תודה רבה לכולם ושנה אזרחית טובה


----------



## MiamianIsraeli

Like French, there is no continuous tense in Hebrew.  The concept of continuity vs. simplicity is understood within the context of the sentence.


----------



## chaya

The present continuous in French is rendered in a roundabout way: ENTRAIN/E DE .....+....(infinitive verb) .

example: I was (in the middle of) eating when.....
J'etais entrain de manger quand .......

In Hebrew I would say 'haiti b'emtsat ochel ka'ashe........' (sorry I cannot print Hebrew ).


----------



## Nunty

chaya said:


> The present continuous in French is rendered in a roundabout way: ENTRAIN/E DE .....+....(infinitive verb) .
> 
> example: I was (in the middle of) eating when.....
> J'etais entrain de manger quand .......
> 
> In Hebrew I would say 'haiti b'emtsat ochel ka'ashe........' (sorry I cannot print Hebrew ).



Hello again, Chaya. 

Your Hebrew sentence could use a bit of tweeking. 
 באמצע, as you see now that it's written in Hebrew, ends with an ayin and not a heh. Therefore nothing changes in the compound form. We can say באמצע הכביש or באמצע הארוחה (in the middle of the street, in the middle of the meal).

אוכל, as you know, means "food". In your example, I would be more likely to say ארוחה, meal.

It's probably just a typo, but the word you want at the end is כאשר or ka'asher, with a final R.

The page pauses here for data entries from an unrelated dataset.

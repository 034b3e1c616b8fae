use crate::error::ApiResult;
use crate::store::{KeyValueStore, SELECTED_ACCOUNT_KEY};
use crate::types::{now_millis, Account, Team};
use std::future::Future;
use std::sync::Arc;
use std::time::Duration;
use tokio::sync::RwLock;
use tracing::{debug, warn};

pub trait AccountSource: Send + Sync {
    fn list_accounts(&self) -> impl Future<Output = ApiResult<Vec<Account>>> + Send;

    fn list_teams(&self) -> impl Future<Output = ApiResult<Vec<Team>>> + Send;
}

#[derive(Debug, Clone, Copy, PartialEq, Eq)]
pub struct ConsistencyPolicy {
    pub attempts: u32,
    pub initial_delay: Duration,
    pub multiplier: u32,
}

impl Default for ConsistencyPolicy {
    fn default() -> Self {
        Self {
            attempts: 2,
            initial_delay: Duration::from_millis(1200),
            multiplier: 2,
        }
    }
}

impl ConsistencyPolicy {
    pub fn delays(&self) -> Vec<Duration> {
        (0..self.attempts.max(1))
            .map(|attempt| {
                if attempt == 0 {
                    Duration::ZERO
                } else {
                    self.initial_delay
                        .saturating_mul(self.multiplier.max(1).saturating_pow(attempt - 1))
                }
            })
            .collect()
    }
}

#[derive(Debug, Clone, Default, PartialEq, Eq)]
pub struct AccountSnapshot {
    pub accounts: Vec<Account>,
    pub teams: Vec<Team>,
    pub selected: Option<String>,
    pub refreshed_at: Option<i64>,
}

impl AccountSnapshot {
    pub fn selected_account(&self) -> Option<&Account> {
        let selected = self.selected.as_deref()?;
        self.accounts.iter().find(|a| a.id == selected)
    }
}

/// Keeps the last known account list and re-reads it from the backend.
///
/// Failures never propagate: the previous list stays in place.
pub struct AccountRefresher<S> {
    source: Arc<S>,
    snapshot: Arc<RwLock<AccountSnapshot>>,
    durable: Option<Arc<dyn KeyValueStore>>,
    policy: ConsistencyPolicy,
}

impl<S: AccountSource> AccountRefresher<S> {
    pub fn new(source: Arc<S>) -> Self {
        Self {
            source,
            snapshot: Arc::new(RwLock::new(AccountSnapshot::default())),
            durable: None,
            policy: ConsistencyPolicy::default(),
        }
    }

    pub fn with_store(mut self, durable: Arc<dyn KeyValueStore>) -> Self {
        self.durable = Some(durable);
        self
    }

    pub fn with_policy(mut self, policy: ConsistencyPolicy) -> Self {
        self.policy = policy;
        self
    }

    pub async fn snapshot(&self) -> AccountSnapshot {
        self.snapshot.read().await.clone()
    }

    pub async fn refresh(&self) -> AccountSnapshot {
        let (accounts, teams) = tokio::join!(self.source.list_accounts(), self.source.list_teams());

        let mut snapshot = self.snapshot.write().await;
        match accounts {
            Ok(accounts) => {
                snapshot.accounts = accounts;
                snapshot.refreshed_at = Some(now_millis());
            }
            Err(e) => warn!("Account refresh failed, keeping previous list: {e}"),
        }
        match teams {
            Ok(teams) => snapshot.teams = teams,
            Err(e) => warn!("Team refresh failed, keeping previous list: {e}"),
        }
        self.reconcile_selected(&mut snapshot);
        debug!(accounts = snapshot.accounts.len(), teams = snapshot.teams.len(), "Accounts refreshed");
        snapshot.clone()
    }

    pub async fn refresh_after_write<F>(&self, mut on_refresh: F) -> AccountSnapshot
    where
        F: FnMut(&AccountSnapshot) + Send,
    {
        let mut latest = AccountSnapshot::default();
        for delay in self.policy.delays() {
            if !delay.is_zero() {
                tokio::time::sleep(delay).await;
            }
            latest = self.refresh().await;
            on_refresh(&latest);
        }
        latest
    }

    pub async fn select(&self, account_id: &str) -> Option<Account> {
        let mut snapshot = self.snapshot.write().await;
        let account = snapshot.accounts.iter().find(|a| a.id == account_id).cloned()?;
        snapshot.selected = Some(account.id.clone());
        self.persist_selected(snapshot.selected.as_deref());
        Some(account)
    }

    pub async fn forget(&self, account_id: &str) {
        let mut snapshot = self.snapshot.write().await;
        snapshot.accounts.retain(|a| a.id != account_id);
        self.reconcile_selected(&mut snapshot);
    }

    fn reconcile_selected(&self, snapshot: &mut AccountSnapshot) {
        if snapshot.selected.is_none() {
            snapshot.selected = self.load_selected();
        }
        let still_present = snapshot
            .selected
            .as_deref()
            .is_some_and(|id| snapshot.accounts.iter().any(|a| a.id == id));
        if !still_present {
            let fallback = snapshot.accounts.first().map(|a| a.id.clone());
            if fallback != snapshot.selected {
                snapshot.selected = fallback;
                self.persist_selected(snapshot.selected.as_deref());
            }
        }
    }

    fn load_selected(&self) -> Option<String> {
        let durable = self.durable.as_ref()?;
        match durable.get(SELECTED_ACCOUNT_KEY) {
            Ok(selected) => selected.filter(|s| !s.is_empty()),
            Err(e) => {
                debug!("Could not read selected account: {e}");
                None
            }
        }
    }

    fn persist_selected(&self, selected: Option<&str>) {
        let Some(durable) = &self.durable else {
            return;
        };
        let outcome = match selected {
            Some(id) => durable.set(SELECTED_ACCOUNT_KEY, id),
            None => durable.delete(SELECTED_ACCOUNT_KEY),
        };
        if let Err(e) = outcome {
            debug!("Could not persist selected account: {e}");
        }
    }
}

It would also be correct in this instance to say אכלתי כששמעתי בום אדיר. The simple past in Hebrew often does double duty as past continous.

(Considering that you live in the US and, if I recall correctly, are learning on your own, you are doing a fine job! Keep it up!)


----------



## chaya

Shalom Nun-translator-

As you see my French is much better than my Ivrit especially in the spelling department. ( I  am an ex-lyceenne)  My problem (one of them) is that one needs to know in advance how a word is spelled before   making a s'mikhut.  Therefore unless I use a dictionary evey time  it is very 'hit and miss' .

As for ka'asher - it often  SOUNDS as if the final R is dropped - hence the confusion.
Anyway, many thanks for your help (from London not the US).

CHAYA


----------



## MiamianIsraeli

Something important to point out here is that you can say אני אוכל in Hebrew or Je mange in French and they _could_ mean "I am eating in addition to "I eat."  However, in English you cannot say "I am eating" unless the action is current or the near future and you cannot say "I eat" unless you're speaking generally.


----------



## thestandard

This is probably off topic but; the form in French "en train de faire quelque chose" is more equated to the English "in the middle of doing something".

"Je suis en train de manger" is like saying "I'm eating right now" as opposed to "I'm eating". Therefore, I don't think of it as being in the present continuous but rather as emphasising the currentness of the action.


----------



## tFighterPilot

Seriously? You felt the need to revive a 6.5 years old thread for this?


----------



## thestandard

tFighterPilot said:


> Seriously? You felt the need to revive a 6.5 years old thread for this?



In fact, yes. It was misleading information. It is now corrected for other people who shall stumble across it on the future. So yes "seriously".


----------